Johnny Spry was in his mid-twenties in 1924 and drove a trolley car. His formal name was John Paul, but everyone who knew him called him Johnny. Even if he had wanted to marry Myrtle Tripp someday, it would have been inconvenient. Johnny Spry already had a wife, a three-year-old son named John Paul, Jr., and another son of nine months when the boy who could not bear his family name was born. This John Paul was a “love child” in the phrase of the South of his birth, a euphemism that was never to help alleviate his shame.

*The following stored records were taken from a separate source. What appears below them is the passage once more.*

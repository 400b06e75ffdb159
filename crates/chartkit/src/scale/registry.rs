use chartkit_core::alloc::HashMap;

use crate::config::{ScaleConfig, ScaleOptions};
use crate::scale::Scale;
use crate::types::{AxisPosition, ScaleKind};

/// Per-kind scale defaults, owned by a chart.
///
/// Every chart starts with the built-in defaults; changing them through
/// [`ScaleRegistry::update_defaults`] only affects that chart.
#[derive(Debug, Clone)]
pub struct ScaleRegistry {
    defaults: HashMap<ScaleKind, ScaleConfig>,
}

impl Default for ScaleRegistry {
    fn default() -> Self {
        Self::new()
    }
}

impl ScaleRegistry {
    /// Registry with the built-in kinds.
    pub fn new() -> Self {
        let mut registry = Self {
            defaults: HashMap::default(),
        };
        registry.register(
            ScaleKind::Category,
            ScaleConfig::new().position(AxisPosition::Bottom),
        );
        registry.register(ScaleKind::Linear, ScaleConfig::new().position(AxisPosition::Left));
        registry.register(
            ScaleKind::Logarithmic,
            ScaleConfig::new().position(AxisPosition::Left),
        );
        registry.register(
            ScaleKind::RadialLinear,
            ScaleConfig::new().position(AxisPosition::ChartArea),
        );
        registry
    }

    /// Set the defaults of `kind`, replacing earlier ones.
    pub fn register(&mut self, kind: ScaleKind, defaults: ScaleConfig) {
        tracing::debug!(?kind, "registering scale defaults");
        self.defaults.insert(kind, defaults);
    }

    /// Merge `patch` over the current defaults of `kind`.
    pub fn update_defaults(&mut self, kind: ScaleKind, patch: &ScaleConfig) {
        let merged = self
            .defaults
            .get(&kind)
            .map(|current| current.merged(patch))
            .unwrap_or_else(|| patch.clone());
        self.defaults.insert(kind, merged);
    }

    pub fn defaults(&self, kind: ScaleKind) -> Option<&ScaleConfig> {
        self.defaults.get(&kind)
    }

    pub fn is_registered(&self, kind: ScaleKind) -> bool {
        self.defaults.contains_key(&kind)
    }

    /// Construct a scale for resolved options.
    pub fn create(&self, options: ScaleOptions) -> Scale {
        Scale::new(options)
    }
}

#[cfg(test)]
mod tests {
    use super::*;
    use crate::types::AxisId;

    #[test]
    fn test_builtin_positions() {
        let registry = ScaleRegistry::new();
        assert_eq!(
            registry.defaults(ScaleKind::Category).and_then(|d| d.position),
            Some(AxisPosition::Bottom)
        );
        assert_eq!(
            registry.defaults(ScaleKind::Logarithmic).and_then(|d| d.position),
            Some(AxisPosition::Left)
        );
    }

    #[test]
    fn test_update_defaults_merges() {
        let mut registry = ScaleRegistry::new();
        registry.update_defaults(ScaleKind::Linear, &ScaleConfig::new().begin_at_zero(true));
        let defaults = registry.defaults(ScaleKind::Linear).unwrap();
        assert_eq!(defaults.position, Some(AxisPosition::Left));
        assert_eq!(defaults.ticks.begin_at_zero, Some(true));

        // Other charts keep their own registry.
        let fresh = ScaleRegistry::new();
        assert_eq!(fresh.defaults(ScaleKind::Linear).unwrap().ticks.begin_at_zero, None);
    }

    #[test]
    fn test_create_picks_variant() {
        let registry = ScaleRegistry::new();
        let scale = registry.create(ScaleOptions::new(ScaleKind::Logarithmic, AxisId::Y_PRIMARY));
        assert!(matches!(scale, Scale::Logarithmic(_)));
        assert_eq!(scale.id(), AxisId::Y_PRIMARY);
    }
}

When her son was four, Myrtle Tripp met Aaron Frank Vann, a city bus driver. He had migrated to Norfolk from a farm in North Carolina just as Myrtle and most of her family had done in her childhood. She decided to marry him after she became pregnant with the daughter who was to be Vann’s half sister, Dorothy Lee. The marriage was to endure in form, if not in fact, for twenty years, and Frank Vann, as he was called, eventually adopted the boy Myrtle brought to him.

John Paul Vann was an original white Southerner. His lineage reached back centuries to the beginnings of the South, and his birth was in
keeping with his ancestry: the majority of his forebears had been social illegitimates.

The Puritans who settled in New England to escape religious persecution were a community of farmers, craftsmen, and scholar-preachers. The settlements they founded tended to attract others in their image, skilled and literate people who joined in starting the village-to-town-to-city civilization that was to make America an industrial colossus.

The white settlers of the South were mainly the condemned and the desperate of seventeenth- and eighteenth-century England and Ireland, with a passel of troublesome Scots tossed in for good riddance. Tobacco was the principal reason for their coming. It had been discovered being grown by the native inhabitants of the South, the Indians, who were being exterminated. Britain and the rest of Europe were demanding the new narcotic in such quantities that the slave traders could not bring over those other original settlers of the South, the black men and women of Africa, fast enough to meet the labor needs of the colonial planters along the coasts of what are now Maryland, Virginia, the Carolinas, and Georgia.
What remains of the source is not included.